UC Irvine

In the past decade, newly developed continuous evolution systems have allowed biomolecules with demanding functions to be engineered with greatly reduced time and labor requirements. In this work, we expanded the range of proteins that can be evolved by our laboratory’s continuous evolution system, OrthoRep, and studied nuances regarding its replication system. By leveraging the scalability of OrthoRep, we evolved drug-resistant malarial dihydrofolate reductases (DHFRs) in 90 independent replicates and uncovered a more complex fitness landscape than previously realized. This included common adaptive trajectories constrained by epistasis, rare outcomes that avoid a frequent early adaptive mutation, and a suboptimal fitness peak that occasionally traps evolving populations.
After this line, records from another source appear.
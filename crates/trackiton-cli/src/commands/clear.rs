use serde_json::json;

use crate::error::CliError;
use crate::output::Table;

use super::{CommandResult, Context};

pub async fn run(context: &Context) -> Result<CommandResult, CliError> {
    context.dashboard.clear().await?;
    let table = Table::default().footer("Stored data cleared.");
    Ok(CommandResult::ok(json!({ "cleared": true }), table))
}

#[cfg(test)]
mod tests {
    use trackiton_core::ScriptedHttpClient;

    use super::*;
    use crate::commands::test_support::{context, SERIES};

    #[tokio::test]
    async fn clear_makes_next_load_refresh() {
        let temp = tempfile::tempdir().expect("tempdir");
        let context = context(temp.path(), ScriptedHttpClient::new().respond("symbol=AAPL", SERIES));
        context.dashboard.refresh().await.expect("refresh");

        run(&context).await.expect("clear");

        assert!(context.dashboard.stored().await.is_none());
        assert!(context.dashboard.schedule_status().await.refresh_due);
    }
}
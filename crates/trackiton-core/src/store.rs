//! Durable key/value persistence for the fetch ledger.
//!
//! [`KeyValueStore`] models browser-style local storage: string keys mapping to
//! string blobs. [`LedgerStore`] keeps the whole [`FetchLedger`] under a single
//! key and replaces it on every save.

use std::collections::HashMap;
use std::future::Future;
use std::path::{Path, PathBuf};
use std::pin::Pin;
use std::sync::{Arc, Mutex, PoisonError};

use tracing::{debug, warn};

use crate::{FetchLedger, StoreError, UtcDateTime};

/// Key holding the serialized ledger.
pub const LEDGER_KEY: &str = "stockData";
/// Key of the superseded timestamp-only scheme (epoch milliseconds).
pub const LEGACY_TIMESTAMP_KEY: &str = "lastFetchTimestamp";

pub type StoreFuture<'a, T> = Pin<Box<dyn Future<Output = Result<T, StoreError>> + Send + 'a>>;

/// String key/value storage that survives process restarts.
pub trait KeyValueStore: Send + Sync {
    fn get<'a>(&'a self, key: &'a str) -> StoreFuture<'a, Option<String>>;

    fn set<'a>(&'a self, key: &'a str, value: String) -> StoreFuture<'a, ()>;

    fn remove<'a>(&'a self, key: &'a str) -> StoreFuture<'a, ()>;
}

/// Process-local store. Clones share the same map.
#[derive(Debug, Clone, Default)]
pub struct MemoryStore {
    entries: Arc<Mutex<HashMap<String, String>>>,
}

impl MemoryStore {
    pub fn new() -> Self {
        Self::default()
    }

    fn entries(&self) -> std::sync::MutexGuard<'_, HashMap<String, String>> {
        self.entries.lock().unwrap_or_else(PoisonError::into_inner)
    }
}

impl KeyValueStore for MemoryStore {
    fn get<'a>(&'a self, key: &'a str) -> StoreFuture<'a, Option<String>> {
        Box::pin(async move { Ok(self.entries().get(key).cloned()) })
    }

    fn set<'a>(&'a self, key: &'a str, value: String) -> StoreFuture<'a, ()> {
        Box::pin(async move {
            self.entries().insert(key.to_owned(), value);
            Ok(())
        })
    }

    fn remove<'a>(&'a self, key: &'a str) -> StoreFuture<'a, ()> {
        Box::pin(async move {
            self.entries().remove(key);
            Ok(())
        })
    }
}

/// One file per key under a root directory.
///
/// Writes go to a temporary sibling first and are renamed into place, so a
/// crash never leaves a half-written value behind.
#[derive(Debug, Clone)]
pub struct FileStore {
    root: PathBuf,
}

impl FileStore {
    pub fn new(root: impl Into<PathBuf>) -> Self {
        Self { root: root.into() }
    }

    pub fn root(&self) -> &Path {
        &self.root
    }

    fn path_for(&self, key: &str) -> PathBuf {
        self.root.join(format!("{}.json", urlencoding::encode(key)))
    }
}

impl KeyValueStore for FileStore {
    fn get<'a>(&'a self, key: &'a str) -> StoreFuture<'a, Option<String>> {
        Box::pin(async move {
            match tokio::fs::read_to_string(self.path_for(key)).await {
                Ok(value) => Ok(Some(value)),
                Err(error) if error.kind() == std::io::ErrorKind::NotFound => Ok(None),
                Err(error) => Err(StoreError::Io(error)),
            }
        })
    }

    fn set<'a>(&'a self, key: &'a str, value: String) -> StoreFuture<'a, ()> {
        Box::pin(async move {
            tokio::fs::create_dir_all(&self.root).await?;
            let path = self.path_for(key);
            let staging = path.with_extension("json.tmp");
            tokio::fs::write(&staging, value).await?;
            tokio::fs::rename(&staging, &path).await?;
            Ok(())
        })
    }

    fn remove<'a>(&'a self, key: &'a str) -> StoreFuture<'a, ()> {
        Box::pin(async move {
            match tokio::fs::remove_file(self.path_for(key)).await {
                Ok(()) => Ok(()),
                Err(error) if error.kind() == std::io::ErrorKind::NotFound => Ok(()),
                Err(error) => Err(StoreError::Io(error)),
            }
        })
    }
}

/// Ledger persistence on top of a [`KeyValueStore`].
#[derive(Debug, Clone)]
pub struct LedgerStore<S> {
    store: S,
}

impl<S: KeyValueStore> LedgerStore<S> {
    pub fn new(store: S) -> Self {
        Self { store }
    }

    pub fn inner(&self) -> &S {
        &self.store
    }

    /// Replaces the stored ledger and drops the legacy timestamp key.
    pub async fn save(&self, ledger: &FetchLedger) -> Result<(), StoreError> {
        let raw = serde_json::to_string(ledger)?;
        self.store.set(LEDGER_KEY, raw).await?;
        self.store.remove(LEGACY_TIMESTAMP_KEY).await?;
        debug!(records = ledger.len(), fetched_at = %ledger.fetched_at(), "ledger saved");
        Ok(())
    }

    /// Reads the ledger, reporting malformed bytes as [`StoreError::Corrupt`].
    pub async fn try_load(&self) -> Result<Option<FetchLedger>, StoreError> {
        let Some(raw) = self.store.get(LEDGER_KEY).await? else {
            return Ok(None);
        };

        serde_json::from_str(&raw)
            .map(Some)
            .map_err(|error| StoreError::Corrupt {
                key: LEDGER_KEY.to_owned(),
                reason: error.to_string(),
            })
    }

    /// Reads the ledger; missing, unreadable or malformed data is a cache miss.
    pub async fn load(&self) -> Option<FetchLedger> {
        match self.try_load().await {
            Ok(ledger) => ledger,
            Err(error) => {
                warn!(%error, "stored ledger unusable, treating as cache miss");
                None
            }
        }
    }

    /// Fetch instant of the stored ledger, falling back to the legacy timestamp key.
    pub async fn last_fetch_time(&self) -> Option<UtcDateTime> {
        if let Some(ledger) = self.load().await {
            return Some(ledger.fetched_at());
        }

        let raw = match self.store.get(LEGACY_TIMESTAMP_KEY).await {
            Ok(Some(raw)) => raw,
            Ok(None) => return None,
            Err(error) => {
                warn!(%error, "legacy fetch timestamp unreadable");
                return None;
            }
        };

        match raw.trim().parse::<i64>().map(UtcDateTime::from_unix_millis) {
            Ok(Ok(instant)) => Some(instant),
            _ => {
                warn!(value = %raw, "legacy fetch timestamp is malformed");
                None
            }
        }
    }

    /// Moves the stored ledger's fetch instant forward to `now` without touching its records.
    ///
    /// Returns `false` when there is no usable ledger. The instant never moves backwards.
    pub async fn touch(&self, now: UtcDateTime) -> Result<bool, StoreError> {
        let Some(ledger) = self.load().await else {
            return Ok(false);
        };
        let fetched_at = ledger.fetched_at().max(now);
        self.save(&ledger.with_fetched_at(fetched_at)).await?;
        Ok(true)
    }

    pub async fn clear(&self) -> Result<(), StoreError> {
        self.store.remove(LEDGER_KEY).await?;
        self.store.remove(LEGACY_TIMESTAMP_KEY).await
    }
}

#[cfg(test)]
mod tests {
    use super::*;
    use crate::{QuotePoint, StockRecord};

    fn ledger(fetched_at: &str) -> FetchLedger {
        let record = StockRecord::from_series(
            "AAPL",
            "Apple Inc.",
            vec![
                QuotePoint::new("2024-01-10 09:35:00", 180.0),
                QuotePoint::new("2024-01-10 16:00:00", 186.5),
            ],
        )
        .expect("valid record");
        FetchLedger::new(vec![record], UtcDateTime::parse(fetched_at).expect("valid"))
    }

    #[tokio::test]
    async fn load_on_empty_store_is_none() {
        let store = LedgerStore::new(MemoryStore::new());
        assert!(store.load().await.is_none());
        assert!(store.last_fetch_time().await.is_none());
    }

    #[tokio::test]
    async fn save_then_load_returns_same_ledger() {
        let store = LedgerStore::new(MemoryStore::new());
        let saved = ledger("2024-01-10T21:00:00.123Z");

        store.save(&saved).await.expect("save");

        assert_eq!(store.load().await, Some(saved));
    }

    #[tokio::test]
    async fn malformed_bytes_are_a_cache_miss() {
        let memory = MemoryStore::new();
        memory
            .set(LEDGER_KEY, String::from("{not json"))
            .await
            .expect("set");
        let store = LedgerStore::new(memory);

        assert!(matches!(store.try_load().await, Err(StoreError::Corrupt { .. })));
        assert!(store.load().await.is_none());
    }

    #[tokio::test]
    async fn out_of_order_series_is_a_cache_miss() {
        let memory = MemoryStore::new();
        let raw = r#"{"records":[{"symbol":"AAPL","name":"AAPL","series":[{"timestamp":"2024-01-10 16:00:00","price":200.0},{"timestamp":"2024-01-10 09:35:00","price":100.0}]}],"fetchedAt":"2024-01-10T12:00:00Z"}"#;
        memory.set(LEDGER_KEY, raw.to_owned()).await.expect("set");
        let store = LedgerStore::new(memory);

        assert!(matches!(store.try_load().await, Err(StoreError::Corrupt { .. })));
        assert!(store.load().await.is_none());
        assert!(store.last_fetch_time().await.is_none());
    }

    #[tokio::test]
    async fn legacy_timestamp_is_read_when_no_ledger_exists() {
        let memory = MemoryStore::new();
        memory
            .set(LEGACY_TIMESTAMP_KEY, String::from("1704920400000"))
            .await
            .expect("set");
        let store = LedgerStore::new(memory);

        let last = store.last_fetch_time().await.expect("legacy timestamp");
        assert_eq!(last.format_rfc3339(), "2024-01-10T21:00:00Z");
    }

    #[tokio::test]
    async fn saving_a_ledger_supersedes_legacy_key() {
        let memory = MemoryStore::new();
        memory
            .set(LEGACY_TIMESTAMP_KEY, String::from("1"))
            .await
            .expect("set");
        let store = LedgerStore::new(memory.clone());

        store.save(&ledger("2024-01-10T21:00:00Z")).await.expect("save");

        assert_eq!(memory.get(LEGACY_TIMESTAMP_KEY).await.expect("get"), None);
    }

    #[tokio::test]
    async fn touch_never_moves_backwards() {
        let store = LedgerStore::new(MemoryStore::new());
        store.save(&ledger("2024-01-10T21:00:00Z")).await.expect("save");

        let earlier = UtcDateTime::parse("2024-01-10T20:00:00Z").expect("valid");
        assert!(store.touch(earlier).await.expect("touch"));
        assert_eq!(
            store.last_fetch_time().await.map(UtcDateTime::format_rfc3339),
            Some(String::from("2024-01-10T21:00:00Z"))
        );

        let later = UtcDateTime::parse("2024-01-11T11:00:00Z").expect("valid");
        store.touch(later).await.expect("touch");
        assert_eq!(store.last_fetch_time().await, Some(later));
    }

    #[tokio::test]
    async fn touch_without_ledger_is_a_no_op() {
        let store = LedgerStore::new(MemoryStore::new());
        assert!(!store.touch(UtcDateTime::now()).await.expect("touch"));
    }

    #[tokio::test]
    async fn file_store_round_trips_and_removes() {
        let temp = tempfile::tempdir().expect("tempdir");
        let files = FileStore::new(temp.path().join("storage"));

        assert_eq!(files.get("stockData").await.expect("get"), None);
        files.set("stockData", String::from("{}")).await.expect("set");
        assert_eq!(files.get("stockData").await.expect("get"), Some(String::from("{}")));

        files.remove("stockData").await.expect("remove");
        files.remove("stockData").await.expect("second remove is fine");
        assert_eq!(files.get("stockData").await.expect("get"), None);
    }

    #[tokio::test]
    async fn file_store_keys_cannot_escape_root() {
        let temp = tempfile::tempdir().expect("tempdir");
        let files = FileStore::new(temp.path());

        files.set("../escape", String::from("x")).await.expect("set");

        let path = files.path_for("../escape");
        assert_eq!(path.parent(), Some(temp.path()));
    }
}
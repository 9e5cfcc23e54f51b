use thiserror::Error;
use trackiton_core::{FetchError, StoreError, ValidationError};

/// CLI-level error categories mapped to exit codes.
#[derive(Debug, Error)]
pub enum CliError {
    #[error(transparent)]
    Validation(#[from] ValidationError),

    #[error(transparent)]
    Fetch(#[from] FetchError),

    #[error(transparent)]
    Store(#[from] StoreError),

    #[error(transparent)]
    Serialization(#[from] serde_json::Error),
}

impl CliError {
    pub const fn exit_code(&self) -> u8 {
        match self {
            Self::Validation(_) => 2,
            Self::Fetch(FetchError::ConfigMissing) => 2,
            Self::Fetch(_) => 3,
            Self::Store(_) => 4,
            Self::Serialization(_) => 4,
        }
    }

    /// Message for stderr; fetch errors use their dashboard wording.
    pub fn user_message(&self) -> String {
        match self {
            Self::Fetch(error) => error.user_message(),
            other => other.to_string(),
        }
    }
}

#[cfg(test)]
mod tests {
    use super::*;

    #[test]
    fn missing_key_is_a_configuration_failure() {
        assert_eq!(CliError::Fetch(FetchError::ConfigMissing).exit_code(), 2);
        assert_eq!(CliError::Fetch(FetchError::RateLimited { attempts: 3 }).exit_code(), 3);
    }

    #[test]
    fn store_failures_have_their_own_code() {
        let corrupt = StoreError::Corrupt {
            key: String::from("stockData"),
            reason: String::from("eof"),
        };
        assert_eq!(CliError::Store(corrupt).exit_code(), 4);
        assert_eq!(CliError::Validation(ValidationError::EmptySymbolList).exit_code(), 2);
    }
}
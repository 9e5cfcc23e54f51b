//! Conversion of raw intraday payloads into [`StockRecord`]s.

use serde_json::Value;

use crate::domain::parse_series_timestamp;
use crate::{FetchError, Interval, QuotePoint, StockRecord};

const CLOSE_FIELD: &str = "4. close";
const META_FIELD: &str = "Meta Data";
const NAME_FIELD: &str = "Name";

/// Normalizes a `TIME_SERIES_INTRADAY` payload requested with the default interval.
pub fn normalize(symbol: &str, payload: &Value) -> Result<StockRecord, FetchError> {
    normalize_with_interval(symbol, payload, Interval::default())
}

/// Normalizes a `TIME_SERIES_INTRADAY` payload for `interval`.
///
/// The series mapping is re-sorted by parsed timestamp; upstream key order is
/// not relied on. Any unparseable entry fails the whole symbol.
///
/// # Errors
///
/// - [`FetchError::NoDataAvailable`] when the series field is absent, not an object, or empty
/// - [`FetchError::InvalidPayload`] on a malformed timestamp or price, duplicate
///   timestamps, or a zero first price
pub fn normalize_with_interval(
    symbol: &str,
    payload: &Value,
    interval: Interval,
) -> Result<StockRecord, FetchError> {
    let series = payload
        .get(interval.series_key())
        .and_then(Value::as_object)
        .filter(|series| !series.is_empty())
        .ok_or_else(|| FetchError::no_data(symbol))?;

    let mut points = Vec::with_capacity(series.len());
    for (timestamp, values) in series {
        let instant = parse_series_timestamp(timestamp).ok_or_else(|| {
            FetchError::invalid_payload(symbol, format!("malformed timestamp '{timestamp}'"))
        })?;
        let price = values.get(CLOSE_FIELD).and_then(parse_price).ok_or_else(|| {
            FetchError::invalid_payload(symbol, format!("missing or non-numeric close at '{timestamp}'"))
        })?;
        points.push((instant, QuotePoint::new(timestamp.clone(), price)));
    }

    points.sort_by(|left, right| left.0.cmp(&right.0));
    if let Some(pair) = points.windows(2).find(|pair| pair[0].0 == pair[1].0) {
        return Err(FetchError::invalid_payload(
            symbol,
            format!(
                "timestamps '{}' and '{}' denote the same instant",
                pair[0].1.timestamp, pair[1].1.timestamp
            ),
        ));
    }

    let name = display_name(payload).unwrap_or_else(|| symbol.to_owned());
    let series = points.into_iter().map(|(_, point)| point).collect();
    StockRecord::from_series(symbol, name, series)
}

/// Company name from an `OVERVIEW` payload.
pub fn company_name(payload: &Value) -> Option<String> {
    non_blank(payload.get(NAME_FIELD)?)
}

/// Name advertised in the payload's metadata block, if any.
fn display_name(payload: &Value) -> Option<String> {
    let meta = payload.get(META_FIELD)?.as_object()?;
    meta.iter()
        .find(|(key, _)| key.as_str() == NAME_FIELD || key.ends_with(". Name"))
        .and_then(|(_, value)| non_blank(value))
}

fn non_blank(value: &Value) -> Option<String> {
    value
        .as_str()
        .map(str::trim)
        .filter(|text| !text.is_empty())
        .map(str::to_owned)
}

fn parse_price(value: &Value) -> Option<f64> {
    let price = match value {
        Value::String(text) => text.trim().parse::<f64>().ok()?,
        Value::Number(number) => number.as_f64()?,
        _ => return None,
    };
    price.is_finite().then_some(price)
}
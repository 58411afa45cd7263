// Playback window
// Uses winit for window management; rendering goes through the configured
// backend (accelerated with raster fallback)

use super::{create_renderer, FrameRenderer, RendererBackend, RendererError};
use crate::frame::VideoFrame;
use crossbeam_channel::{Receiver, Sender};
use std::sync::atomic::{AtomicBool, Ordering};
use std::sync::Arc;
use winit::{
    application::ApplicationHandler,
    dpi::PhysicalSize,
    event::WindowEvent as WinitWindowEvent,
    event_loop::{ActiveEventLoop, ControlFlow, EventLoop},
    window::{Window, WindowAttributes, WindowId},
};

/// Events from the playback window
#[derive(Debug, Clone)]
pub enum WindowEvent {
    Resized(u32, u32),
    CloseRequested,
}

/// Command to the playback window
enum WindowCommand {
    SetTitle(String),
    Close,
}

/// Handle to drive the playback window from another thread
#[derive(Clone)]
pub struct RenderWindowHandle {
    /// One frame in flight: sending blocks until the window thread has taken
    /// the previous frame for drawing.
    frame_tx: Sender<VideoFrame>,
    command_tx: Sender<WindowCommand>,
    event_rx: Receiver<WindowEvent>,
    is_open: Arc<AtomicBool>,
}

impl RenderWindowHandle {
    /// Hand a frame to the window for drawing.
    ///
    /// Blocks while the previous frame is still queued, so a producer cannot
    /// outrun the renderer.
    pub fn draw(&self, frame: VideoFrame) -> Result<(), RendererError> {
        if !self.is_open.load(Ordering::Relaxed) {
            return Err(RendererError::Window("window closed".to_string()));
        }
        self.frame_tx
            .send(frame)
            .map_err(|_| RendererError::Window("window closed".to_string()))
    }

    /// Set window title
    pub fn set_title(&self, title: &str) -> Result<(), RendererError> {
        self.command_tx
            .send(WindowCommand::SetTitle(title.to_string()))
            .map_err(|_| RendererError::Window("failed to send command".to_string()))
    }

    /// Close the window
    pub fn close(&self) {
        let _ = self.command_tx.send(WindowCommand::Close);
    }

    /// Check if window is still open
    pub fn is_open(&self) -> bool {
        self.is_open.load(Ordering::Relaxed)
    }

    /// Try to receive a window event (non-blocking)
    pub fn try_recv_event(&self) -> Option<WindowEvent> {
        self.event_rx.try_recv().ok()
    }

    /// Receive a window event (blocking)
    pub fn recv_event(&self) -> Option<WindowEvent> {
        self.event_rx.recv().ok()
    }
}

/// Playback window state
pub struct RenderWindow {
    title: String,
    width: u32,
    height: u32,
    backend: RendererBackend,
    frame_rx: Receiver<VideoFrame>,
    command_rx: Receiver<WindowCommand>,
    event_tx: Sender<WindowEvent>,
    is_open: Arc<AtomicBool>,
    window: Option<Arc<Window>>,
    renderer: Option<Box<dyn FrameRenderer>>,
}

impl RenderWindow {
    /// Create a playback window and return a handle to drive it.
    ///
    /// The window and its renderer live on a dedicated event-loop thread;
    /// backend fallback happens there when the window surface exists.
    pub fn create(
        title: &str,
        width: u32,
        height: u32,
        backend: RendererBackend,
    ) -> Result<RenderWindowHandle, RendererError> {
        let (frame_tx, frame_rx) = crossbeam_channel::bounded(1);
        let (command_tx, command_rx) = crossbeam_channel::unbounded();
        let (event_tx, event_rx) = crossbeam_channel::unbounded();
        let is_open = Arc::new(AtomicBool::new(true));
        let is_open_clone = is_open.clone();

        let title = title.to_string();
        let title_clone = title.clone();

        // Spawn window thread
        std::thread::spawn(move || {
            let event_loop = match EventLoop::new() {
                Ok(event_loop) => event_loop,
                Err(e) => {
                    log::error!("Failed to create event loop: {}", e);
                    is_open_clone.store(false, Ordering::Relaxed);
                    return;
                }
            };
            event_loop.set_control_flow(ControlFlow::Poll);

            let mut app = RenderWindow {
                title: title_clone,
                width,
                height,
                backend,
                frame_rx,
                command_rx,
                event_tx,
                is_open: is_open_clone.clone(),
                window: None,
                renderer: None,
            };

            event_loop.run_app(&mut app).ok();
            is_open_clone.store(false, Ordering::Relaxed);
        });

        Ok(RenderWindowHandle {
            frame_tx,
            command_tx,
            event_rx,
            is_open,
        })
    }

    fn process_commands(&mut self) {
        while let Ok(cmd) = self.command_rx.try_recv() {
            match cmd {
                WindowCommand::SetTitle(title) => {
                    if let Some(ref window) = self.window {
                        window.set_title(&title);
                    }
                }
                WindowCommand::Close => {
                    self.is_open.store(false, Ordering::Relaxed);
                }
            }
        }

        // One frame per pass keeps the frame channel the backpressure point
        if let Ok(frame) = self.frame_rx.try_recv() {
            if let Some(ref mut renderer) = self.renderer {
                if let Err(e) = renderer.draw(frame) {
                    log::error!("Failed to draw frame: {}", e);
                }
            }
        }
    }
}

impl ApplicationHandler for RenderWindow {
    fn resumed(&mut self, event_loop: &ActiveEventLoop) {
        if self.window.is_some() {
            return;
        }

        let window_attrs = WindowAttributes::default()
            .with_title(&self.title)
            .with_inner_size(PhysicalSize::new(self.width, self.height));

        let window = match event_loop.create_window(window_attrs) {
            Ok(window) => Arc::new(window),
            Err(e) => {
                log::error!("Failed to create window: {}", e);
                self.is_open.store(false, Ordering::Relaxed);
                event_loop.exit();
                return;
            }
        };

        match create_renderer(self.backend, window.clone()) {
            Ok(renderer) => {
                log::info!(
                    "Playback window created: {}x{}, renderer: {}",
                    self.width,
                    self.height,
                    renderer.info()
                );
                self.renderer = Some(renderer);
            }
            Err(e) => {
                log::error!("Failed to create renderer: {}", e);
            }
        }

        self.window = Some(window);
    }

    fn window_event(
        &mut self,
        event_loop: &ActiveEventLoop,
        _window_id: WindowId,
        event: WinitWindowEvent,
    ) {
        match event {
            WinitWindowEvent::CloseRequested => {
                self.is_open.store(false, Ordering::Relaxed);
                let _ = self.event_tx.send(WindowEvent::CloseRequested);
                event_loop.exit();
            }
            WinitWindowEvent::Resized(size) => {
                self.width = size.width;
                self.height = size.height;
                let _ = self
                    .event_tx
                    .send(WindowEvent::Resized(size.width, size.height));
            }
            WinitWindowEvent::RedrawRequested => {
                self.process_commands();
            }
            _ => {}
        }

        // Check if we should close
        if !self.is_open.load(Ordering::Relaxed) {
            event_loop.exit();
        }
    }

    fn about_to_wait(&mut self, event_loop: &ActiveEventLoop) {
        // Process frames and commands even when no window events arrive
        self.process_commands();

        if !self.is_open.load(Ordering::Relaxed) {
            event_loop.exit();
        }
    }
}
Next, we developed a selection for protein-protein interactions by linking the split DHFR protein-complementation assay (PCA) with OrthoRep. The dynamic range of selection was expanded to improve binders from low (Kd ~ 10 uM) to high (Kd ~ 1 nM) affinity. Using this system, we matured the affinity of leucine zipper pairs. Lastly, we showed that the p1 and p2 linear plasmids comprising OrthoRep are replicated through mutually orthogonal mechanisms. This finding sets the ground for future applications in dual-channel recording, as well as evolution of multiple proteins at custom mutation rates.